Crise au Niger : En dépit de la pression et des critiques, la CEDEAO veut passer à l’offensive
Louis Tossavi
Après des tentatives de médiation, les dirigeants de l’Afrique de l’Ouest ont visiblement échoué à faire entendre raisons aux putschistes nigériens au pouvoir depuis bientôt trois semaines. Et la seule alternative qui s’offre à eux, du moins face à l’entêtement des militaires, c’est l’usage de la force. Sur la question, certains ont une position tranchée.
La conférence des Chefs d’Etat de la Communauté Economique d’Afrique de l’Ouest (CEDEAO) s’est encore réunie en sommet extraordinaire, le 10 Août dernier à Abuja pour se pencher sur le cas Niger. Et ceci après l’expiration de l’ultimatum donné à la junte militaire au pouvoir depuis le coup de force du 26 juillet dernier. A l’issue de la session, les dirigeants de la communauté ont décidé d’activer la force d’intervention militaire en attente pour faire entendre raison au Général Abdourahamane Tiani et ses éléments. Seulement que cette option ne fait pas l’unanimité entre les dirigeants de la sous-région. Si des pays comme le Nigéria, le Sénégal et la Côte d’Ivoire sont prêts à déployer leurs troupes pour le combat, le Togo s’oppose à toute intervention militaire au Niger et privilégie la voie du dialogue. « Cette décision qui vient d’être prise n’est pas une décision du Nigéria, c’est une décision de la CEDEAO. Si les militaires nigériens acceptent de dialoguer pour prendre en compte nos exigences, il y aura la paix. Mais s’ils refusent, cela nous ne l’accepterons pas. S’ils veulent la paix, qu’ils libèrent le président Bazoum, qu’ils rendent le pouvoir pour un retour à l’ordre constitutionnel », déclare le président sénégalais Macky Sall. Ce dernier précise que ce n’est pas une guerre entre la CEDEAO et le peuple nigérien, mais une lutte contre le coup d’Etat.

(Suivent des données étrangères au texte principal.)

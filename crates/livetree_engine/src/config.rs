//! Configuration for the sync engine.

use crate::dispatcher::{Dispatcher, InlineDispatcher};
use livetree_data::DEFAULT_MAX_DEPTH;
use std::sync::Arc;

/// Configuration for an engine instance.
#[derive(Debug, Clone)]
pub struct EngineConfig {
    /// Label attached to the engine's log span.
    pub name: String,
    /// Absolute URL of the authority, e.g. `https://demo.livetree.dev`.
    pub host: String,
    /// Transaction settings.
    pub transaction: TransactionConfig,
    /// Maximum nesting depth accepted for written values.
    pub max_depth: usize,
    /// Where listener callbacks run.
    pub dispatcher: Arc<dyn Dispatcher>,
}

impl EngineConfig {
    /// Creates a configuration for the given authority URL.
    pub fn new(host: impl Into<String>) -> Self {
        let host: String = host.into();
        Self {
            name: "default".into(),
            host: host.trim_end_matches('/').to_string(),
            transaction: TransactionConfig::default(),
            max_depth: DEFAULT_MAX_DEPTH,
            dispatcher: Arc::new(InlineDispatcher),
        }
    }

    /// Sets the label used in logs.
    pub fn with_name(mut self, name: impl Into<String>) -> Self {
        self.name = name.into();
        self
    }

    /// Sets the transaction configuration.
    pub fn with_transaction(mut self, transaction: TransactionConfig) -> Self {
        self.transaction = transaction;
        self
    }

    /// Sets the maximum number of transaction retries.
    pub fn with_max_transaction_retries(mut self, max_retries: u32) -> Self {
        self.transaction.max_retries = max_retries;
        self
    }

    /// Sets the maximum nesting depth of written values.
    pub fn with_max_depth(mut self, max_depth: usize) -> Self {
        self.max_depth = max_depth;
        self
    }

    /// Sets where listener callbacks run.
    pub fn with_dispatcher(mut self, dispatcher: Arc<dyn Dispatcher>) -> Self {
        self.dispatcher = dispatcher;
        self
    }
}

impl Default for EngineConfig {
    fn default() -> Self {
        Self::new("https://localhost")
    }
}

/// Configuration for transaction retries.
#[derive(Debug, Clone)]
pub struct TransactionConfig {
    /// Conflicts tolerated before a transaction aborts.
    pub max_retries: u32,
}

impl TransactionConfig {
    /// Creates a transaction configuration.
    pub fn new(max_retries: u32) -> Self {
        Self { max_retries }
    }

    /// A configuration that aborts on the first conflict.
    pub fn no_retry() -> Self {
        Self { max_retries: 0 }
    }
}

impl Default for TransactionConfig {
    fn default() -> Self {
        Self::new(25)
    }
}

#[cfg(test)]
mod tests {
    use super::*;

    #[test]
    fn engine_config_builder() {
        let config = EngineConfig::new("https://demo.livetree.dev/")
            .with_max_transaction_retries(3)
            .with_max_depth(8)
            .with_name("tests");

        assert_eq!(config.host, "https://demo.livetree.dev");
        assert_eq!(config.transaction.max_retries, 3);
        assert_eq!(config.max_depth, 8);
        assert_eq!(config.name, "tests");
    }

    #[test]
    fn transaction_defaults() {
        assert_eq!(TransactionConfig::default().max_retries, 25);
        assert_eq!(TransactionConfig::no_retry().max_retries, 0);
    }
}
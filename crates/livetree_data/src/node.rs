//! Tree nodes.
//!
//! A [`Node`] is either absent, a leaf holding a primitive, or a branch
//! holding named children. Absent nodes never carry a priority and branches
//! never hold absent children: every constructor prunes, so the stored tree
//! only contains nodes that exist.

use crate::error::{DataError, DataResult};
use crate::path::{validate_key, Path};
use crate::priority::{compare_siblings, Priority};
use std::collections::BTreeMap;

/// A primitive leaf value.
#[derive(Debug, Clone, PartialEq)]
pub enum Primitive {
    /// Boolean.
    Bool(bool),
    /// Number, always finite.
    Number(f64),
    /// UTF-8 string.
    String(String),
}

/// A node of the synchronized tree.
#[derive(Debug, Clone, Default, PartialEq)]
pub enum Node {
    /// No data at this location.
    #[default]
    Empty,
    /// A primitive value.
    Leaf {
        /// The value.
        value: Primitive,
        /// Ordering key among siblings.
        priority: Priority,
    },
    /// A node with at least one child.
    Branch {
        /// Children by name. Never empty, never holds [`Node::Empty`].
        children: BTreeMap<String, Node>,
        /// Ordering key among siblings.
        priority: Priority,
    },
}

impl Node {
    /// Creates a leaf without priority.
    pub fn leaf(value: Primitive) -> Self {
        Node::Leaf {
            value,
            priority: Priority::None,
        }
    }

    /// Creates a branch from children, pruning empty ones.
    ///
    /// Returns [`Node::Empty`] when nothing remains.
    pub fn branch<I>(children: I) -> Self
    where
        I: IntoIterator<Item = (String, Node)>,
    {
        let children: BTreeMap<String, Node> = children
            .into_iter()
            .filter(|(_, child)| !child.is_empty())
            .collect();
        if children.is_empty() {
            Node::Empty
        } else {
            Node::Branch {
                children,
                priority: Priority::None,
            }
        }
    }

    /// Returns true for [`Node::Empty`].
    pub fn is_empty(&self) -> bool {
        matches!(self, Node::Empty)
    }

    /// Returns true for leaves.
    pub fn is_leaf(&self) -> bool {
        matches!(self, Node::Leaf { .. })
    }

    /// The primitive value of a leaf.
    pub fn primitive(&self) -> Option<&Primitive> {
        match self {
            Node::Leaf { value, .. } => Some(value),
            _ => None,
        }
    }

    /// The priority of this node. Absent nodes have none.
    pub fn priority(&self) -> &Priority {
        match self {
            Node::Empty => &Priority::None,
            Node::Leaf { priority, .. } | Node::Branch { priority, .. } => priority,
        }
    }

    /// Returns a copy with the given priority. Absent nodes stay priority-less.
    pub fn with_priority(mut self, new_priority: Priority) -> Self {
        match &mut self {
            Node::Empty => {}
            Node::Leaf { priority, .. } | Node::Branch { priority, .. } => {
                *priority = new_priority;
            }
        }
        self
    }

    /// Children of a branch, keyed by name.
    pub fn children(&self) -> Option<&BTreeMap<String, Node>> {
        match self {
            Node::Branch { children, .. } => Some(children),
            _ => None,
        }
    }

    /// Number of direct children.
    pub fn child_count(&self) -> usize {
        self.children().map_or(0, BTreeMap::len)
    }

    /// Returns the named child, or [`Node::Empty`].
    pub fn child(&self, name: &str) -> &Node {
        static EMPTY: Node = Node::Empty;
        match self {
            Node::Branch { children, .. } => children.get(name).unwrap_or(&EMPTY),
            _ => &EMPTY,
        }
    }

    /// Returns the node at a relative path, or [`Node::Empty`].
    pub fn get(&self, path: &Path) -> &Node {
        path.segments()
            .iter()
            .fold(self, |node, segment| node.child(segment))
    }

    /// Replaces the named child, pruning if it becomes empty.
    ///
    /// Writing into a leaf discards the leaf value, so the result is a
    /// branch (or empty). The priority of `self` is kept unless the result
    /// is empty.
    pub fn with_child(self, name: &str, child: Node) -> Node {
        let (mut children, priority) = match self {
            Node::Branch { children, priority } => (children, priority),
            Node::Leaf { priority, .. } => (BTreeMap::new(), priority),
            Node::Empty => (BTreeMap::new(), Priority::None),
        };
        if child.is_empty() {
            children.remove(name);
        } else {
            children.insert(name.to_string(), child);
        }
        if children.is_empty() {
            Node::Empty
        } else {
            Node::Branch { children, priority }
        }
    }

    /// Replaces the node at a relative path.
    pub fn with_path(self, path: &Path, node: Node) -> Node {
        match path.front() {
            None => node,
            Some(front) => {
                let current = self.child(front).clone();
                let updated = current.with_path(&path.pop_front(), node);
                self.with_child(front, updated)
            }
        }
    }

    /// Applies a shallow merge at a relative path: each named child is
    /// replaced, other children are untouched.
    pub fn with_merge(self, path: &Path, merge: &BTreeMap<String, Node>) -> Node {
        let mut target = self.get(path).clone();
        for (name, child) in merge {
            target = target.with_child(name, child.clone());
        }
        self.with_path(path, target)
    }

    /// Sets the priority of the node at a relative path. No effect if that
    /// node is absent.
    pub fn with_priority_at(self, path: &Path, priority: Priority) -> Node {
        let target = self.get(path);
        if target.is_empty() {
            return self;
        }
        let updated = target.clone().with_priority(priority);
        self.with_path(path, updated)
    }

    /// Children sorted by priority ordering.
    pub fn ordered_children(&self) -> Vec<(&str, &Node)> {
        let mut children: Vec<(&str, &Node)> = match self {
            Node::Branch { children, .. } => {
                children.iter().map(|(k, v)| (k.as_str(), v)).collect()
            }
            _ => Vec::new(),
        };
        children.sort_by(|(an, a), (bn, b)| compare_siblings(an, a.priority(), bn, b.priority()));
        children
    }

    /// Checks a node built in code against the rules the JSON importer
    /// enforces.
    ///
    /// Keys must be valid, numbers and priorities finite, branches
    /// non-empty with no absent children, and nesting at most `max_depth`
    /// levels deep.
    pub fn validate(&self, max_depth: usize) -> DataResult<()> {
        self.validate_at(0, max_depth)
    }

    fn validate_at(&self, depth: usize, max_depth: usize) -> DataResult<()> {
        if depth > max_depth {
            return Err(DataError::TooDeep { limit: max_depth });
        }
        self.priority().validate()?;
        match self {
            Node::Empty => Ok(()),
            Node::Leaf {
                value: Primitive::Number(n),
                ..
            } if !n.is_finite() => Err(DataError::InvalidNumber(*n)),
            Node::Leaf { .. } => Ok(()),
            Node::Branch { children, .. } => {
                if children.is_empty() {
                    return Err(DataError::invalid_value("branch without children"));
                }
                for (key, child) in children {
                    validate_key(key)?;
                    if child.is_empty() {
                        return Err(DataError::invalid_value(format!(
                            "child {key:?} is absent"
                        )));
                    }
                    child.validate_at(depth + 1, max_depth)?;
                }
                Ok(())
            }
        }
    }

    /// Same node ignoring priority: used to tell value changes from
    /// pure reordering.
    pub fn same_value(&self, other: &Node) -> bool {
        match (self, other) {
            (Node::Empty, Node::Empty) => true,
            (Node::Leaf { value: a, .. }, Node::Leaf { value: b, .. }) => a == b,
            (Node::Branch { children: a, .. }, Node::Branch { children: b, .. }) => a == b,
            _ => false,
        }
    }
}

impl From<bool> for Node {
    fn from(value: bool) -> Self {
        Node::leaf(Primitive::Bool(value))
    }
}

impl From<&str> for Node {
    fn from(value: &str) -> Self {
        Node::leaf(Primitive::String(value.to_string()))
    }
}

impl From<String> for Node {
    fn from(value: String) -> Self {
        Node::leaf(Primitive::String(value))
    }
}

impl From<i64> for Node {
    fn from(value: i64) -> Self {
        Node::leaf(Primitive::Number(value as f64))
    }
}
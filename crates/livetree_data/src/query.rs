//! Query constraints: a sub-range over the priority ordering.

use crate::node::Node;
use crate::priority::{compare_siblings, Priority};
use std::cmp::Ordering;
use std::fmt;

/// One end of a query range.
///
/// Without a name the bound covers every child with that priority.
#[derive(Debug, Clone, PartialEq, Eq, Hash, PartialOrd, Ord)]
pub struct Bound {
    /// Priority at the bound.
    pub priority: Priority,
    /// Optional tie-breaking child name.
    pub name: Option<String>,
}

/// Constraints narrowing the children a listener sees.
///
/// The default value is unconstrained.
#[derive(Debug, Clone, Default, PartialEq, Eq, Hash, PartialOrd, Ord)]
pub struct QueryParams {
    /// Inclusive lower bound.
    pub start: Option<Bound>,
    /// Inclusive upper bound.
    pub end: Option<Bound>,
    /// Maximum number of children.
    pub limit: Option<usize>,
}

impl QueryParams {
    /// Returns true when the query selects everything.
    pub fn is_default(&self) -> bool {
        self.start.is_none() && self.end.is_none() && self.limit.is_none()
    }

    /// Returns a copy with a lower bound.
    pub fn with_start(mut self, priority: Priority, name: Option<String>) -> Self {
        self.start = Some(Bound { priority, name });
        self
    }

    /// Returns a copy with an upper bound.
    pub fn with_end(mut self, priority: Priority, name: Option<String>) -> Self {
        self.end = Some(Bound { priority, name });
        self
    }

    /// Returns a copy with a child limit.
    pub fn with_limit(mut self, limit: usize) -> Self {
        self.limit = Some(limit);
        self
    }

    /// Returns true if a child with this name and priority falls within the
    /// start and end bounds. The limit is not considered.
    pub fn in_range(&self, name: &str, priority: &Priority) -> bool {
        let after_start = self.start.as_ref().is_none_or(|bound| {
            match &bound.name {
                Some(bound_name) => {
                    compare_siblings(name, priority, bound_name, &bound.priority)
                        != Ordering::Less
                }
                None => priority >= &bound.priority,
            }
        });
        let before_end = self.end.as_ref().is_none_or(|bound| match &bound.name {
            Some(bound_name) => {
                compare_siblings(name, priority, bound_name, &bound.priority) != Ordering::Greater
            }
            None => priority <= &bound.priority,
        });
        after_start && before_end
    }

    /// Restricts a node to the children this query selects.
    ///
    /// With a start bound and no end bound the limit keeps the first
    /// children; otherwise it keeps the last ones. Leaves pass through
    /// unfiltered.
    pub fn filter(&self, node: &Node) -> Node {
        if self.is_default() || node.children().is_none() {
            return node.clone();
        }
        let mut selected: Vec<(&str, &Node)> = node
            .ordered_children()
            .into_iter()
            .filter(|(name, child)| self.in_range(name, child.priority()))
            .collect();
        if let Some(limit) = self.limit {
            if selected.len() > limit {
                if self.start.is_some() && self.end.is_none() {
                    selected.truncate(limit);
                } else {
                    selected.drain(..selected.len() - limit);
                }
            }
        }
        Node::branch(
            selected
                .into_iter()
                .map(|(name, child)| (name.to_string(), child.clone())),
        )
        .with_priority(node.priority().clone())
    }
}

impl fmt::Display for QueryParams {
    fn fmt(&self, f: &mut fmt::Formatter<'_>) -> fmt::Result {
        if self.is_default() {
            return f.write_str("default");
        }
        let mut parts = Vec::new();
        if let Some(start) = &self.start {
            parts.push(format!("start={}{}", start.priority, name_suffix(&start.name)));
        }
        if let Some(end) = &self.end {
            parts.push(format!("end={}{}", end.priority, name_suffix(&end.name)));
        }
        if let Some(limit) = self.limit {
            parts.push(format!("limit={limit}"));
        }
        f.write_str(&parts.join(","))
    }
}

fn name_suffix(name: &Option<String>) -> String {
    name.as_ref().map(|n| format!(":{n}")).unwrap_or_default()
}

#[cfg(test)]
mod tests {
    use super::*;

    fn list() -> Node {
        Node::branch((1..=5).map(|i| {
            (
                format!("item{i}"),
                Node::from(i).with_priority(Priority::Number(i as f64)),
            )
        }))
    }

    fn names(node: &Node) -> Vec<String> {
        node.ordered_children()
            .into_iter()
            .map(|(n, _)| n.to_string())
            .collect()
    }

    #[test]
    fn unconstrained_query_is_identity() {
        let node = list();
        assert_eq!(QueryParams::default().filter(&node), node);
    }

    #[test]
    fn start_and_end_are_inclusive() {
        let query = QueryParams::default()
            .with_start(Priority::Number(2.0), None)
            .with_end(Priority::Number(4.0), None);
        assert_eq!(names(&query.filter(&list())), ["item2", "item3", "item4"]);
    }

    #[test]
    fn name_breaks_ties_at_bound() {
        let node = Node::branch([
            ("a".to_string(), Node::from(1).with_priority(Priority::Number(1.0))),
            ("b".to_string(), Node::from(2).with_priority(Priority::Number(1.0))),
            ("c".to_string(), Node::from(3).with_priority(Priority::Number(1.0))),
        ]);
        let query = QueryParams::default().with_start(Priority::Number(1.0), Some("b".into()));
        assert_eq!(names(&query.filter(&node)), ["b", "c"]);

        let query = QueryParams::default().with_end(Priority::Number(1.0), Some("b".into()));
        assert_eq!(names(&query.filter(&node)), ["a", "b"]);
    }

    #[test]
    fn limit_keeps_last_without_start() {
        let query = QueryParams::default().with_limit(2);
        assert_eq!(names(&query.filter(&list())), ["item4", "item5"]);
    }

    #[test]
    fn limit_keeps_first_after_start() {
        let query = QueryParams::default()
            .with_start(Priority::Number(2.0), None)
            .with_limit(2);
        assert_eq!(names(&query.filter(&list())), ["item2", "item3"]);
    }

    #[test]
    fn empty_selection_is_absent() {
        let query = QueryParams::default().with_start(Priority::Number(100.0), None);
        assert!(query.filter(&list()).is_empty());
    }
}
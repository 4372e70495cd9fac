//! Property-based test generators using proptest.
//!
//! Keys are drawn from a small alphabet so that generated writes collide
//! often enough to exercise shadowing, merging and reordering.

use livetree_data::{Node, Path, Primitive, Priority};
use proptest::prelude::*;
use std::collections::BTreeMap;

/// Strategy for valid child names.
pub fn key_strategy() -> impl Strategy<Value = String> {
    prop::sample::select(vec!["a", "b", "c", "d", "e"]).prop_map(str::to_string)
}

/// Strategy for paths up to three segments deep, root included.
pub fn path_strategy() -> impl Strategy<Value = Path> {
    prop::collection::vec(key_strategy(), 0..3)
        .prop_map(|segments| Path::from_segments(segments).unwrap_or_default())
}

/// Strategy for priorities of every kind.
pub fn priority_strategy() -> impl Strategy<Value = Priority> {
    prop_oneof![
        2 => Just(Priority::None),
        2 => (-5i32..5).prop_map(Priority::from),
        1 => prop::sample::select(vec!["x", "y", "z"]).prop_map(Priority::from),
    ]
}

/// Strategy for primitive leaves.
pub fn primitive_strategy() -> impl Strategy<Value = Primitive> {
    prop_oneof![
        any::<bool>().prop_map(Primitive::Bool),
        (-100i32..100).prop_map(|n| Primitive::Number(f64::from(n))),
        "[a-z]{0,6}".prop_map(Primitive::String),
    ]
}

/// Strategy for trees up to three levels deep. Branches never hold empty
/// children, matching what the importer produces.
pub fn node_strategy() -> impl Strategy<Value = Node> {
    let leaf = (primitive_strategy(), priority_strategy())
        .prop_map(|(value, priority)| Node::leaf(value).with_priority(priority));
    let leaf = prop_oneof![1 => Just(Node::Empty), 4 => leaf];
    leaf.prop_recursive(3, 24, 4, |inner| {
        (prop::collection::btree_map(key_strategy(), inner, 0..4), priority_strategy())
            .prop_map(|(children, priority)| Node::branch(children).with_priority(priority))
    })
}

/// One local or remote change in a generated history.
#[derive(Debug, Clone)]
pub enum TreeStep {
    /// Authority overwrite.
    Server {
        /// Location.
        path: Path,
        /// New value.
        node: Node,
    },
    /// Optimistic overwrite.
    Set {
        /// Location.
        path: Path,
        /// New value.
        node: Node,
    },
    /// Optimistic merge.
    Update {
        /// Location.
        path: Path,
        /// Children to replace.
        children: BTreeMap<String, Node>,
    },
    /// Optimistic priority change.
    SetPriority {
        /// Location.
        path: Path,
        /// New priority.
        priority: Priority,
    },
    /// Authority accepts the oldest unresolved write.
    AckOldest,
    /// Authority rejects the oldest unresolved write.
    RejectOldest,
}

/// Strategy for a single [`TreeStep`].
pub fn tree_step_strategy() -> impl Strategy<Value = TreeStep> {
    prop_oneof![
        2 => (path_strategy(), node_strategy()).prop_map(|(path, node)| TreeStep::Server { path, node }),
        3 => (path_strategy(), node_strategy()).prop_map(|(path, node)| TreeStep::Set { path, node }),
        1 => (path_strategy(), prop::collection::btree_map(key_strategy(), node_strategy(), 1..3))
            .prop_map(|(path, children)| TreeStep::Update { path, children }),
        1 => (path_strategy(), priority_strategy())
            .prop_map(|(path, priority)| TreeStep::SetPriority { path, priority }),
        2 => Just(TreeStep::AckOldest),
        1 => Just(TreeStep::RejectOldest),
    ]
}

/// Strategy for a history of `min..max` steps.
pub fn tree_history_strategy(min: usize, max: usize) -> impl Strategy<Value = Vec<TreeStep>> {
    prop::collection::vec(tree_step_strategy(), min..max)
}

/// Configuration for property tests.
#[derive(Debug, Clone)]
pub struct PropTestConfig {
    /// Number of test cases to run.
    pub cases: u32,
    /// Maximum shrink iterations.
    pub max_shrink_iters: u32,
}

impl Default for PropTestConfig {
    fn default() -> Self {
        Self {
            cases: 256,
            max_shrink_iters: 1000,
        }
    }
}

impl PropTestConfig {
    /// Creates a configuration for quick tests.
    #[must_use]
    pub fn quick() -> Self {
        Self {
            cases: 32,
            max_shrink_iters: 100,
        }
    }

    /// Converts to proptest config.
    #[must_use]
    pub fn to_proptest_config(&self) -> ProptestConfig {
        ProptestConfig {
            cases: self.cases,
            max_shrink_iters: self.max_shrink_iters,
            ..ProptestConfig::default()
        }
    }
}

Les armes ne doivent pas être un moyen de décision
Dans le bloc sous régional, d’autres pays tels que le Ghana et le Bénin ont une position stratégique, même si Patrice Talon semble être d’accord avec l’usage de la force pour retourner le pouvoir au président nigérien déchu. Aux dires de l’actuel locataire de la Marina, la motivation essentielle des organes de la CEDEAO, notamment de la Conférence des Chefs d’Etat, c’est de protéger les droits de l’homme, la démocratie, la bonne gouvernance pour l’intérêt, pour le développement des pays. « Pour le moment, la seule voix par laquelle les peuples s’expriment pour faire le choix de leurs gouvernants, c’est la démocratie, le vote. On n’a pas encore imaginé, inventé un autre moyen d’entendre le peuple. C’est pour ça que la CEDEAO s’est donnée comme objectif, de protéger le seul moyen par lequel les peuples s’expriment. Si les processus démocratiques ne sont pas encore parfaits, il faut travailler à les améliorer. Mais on ne peut pas permettre qu’un autre moyen, les armes par exemple soient un moyen de décision, de choix des gouvernants », a fait savoir Patrice Talon.
Le chef d’Etat béninois insiste sur le fait qu’en aucune manière, l’institution communautaire n’acceptera que les coups d’Etat deviennent le moyen essentiel, unique par lequel les gouvernants des peuples doivent être désignés. « Si nous laissons faire, notre sous-région va être désintégrée, le Niger sera désintégré. Il faut que les divers organes qui gèrent le Niger s’entendent. Le temps où les armes, la force règlent les conflits est révolu », poursuit le chef d’Etat béninois.
Au Bénin, beaucoup attendent de voir comment, dans quelles conditions et avec quel effectif le pays participera à une intervention militaire au Niger voisin. Surtout dans un contexte de lutte contre le djihadisme. Certains analystes pensent que le Bénin ferait mieux de se concentrer sur la lutte contre la menace terroriste que de déclarer la guerre au Niger, en laissant la porte ouverte aux ennemis sur son propre territoire.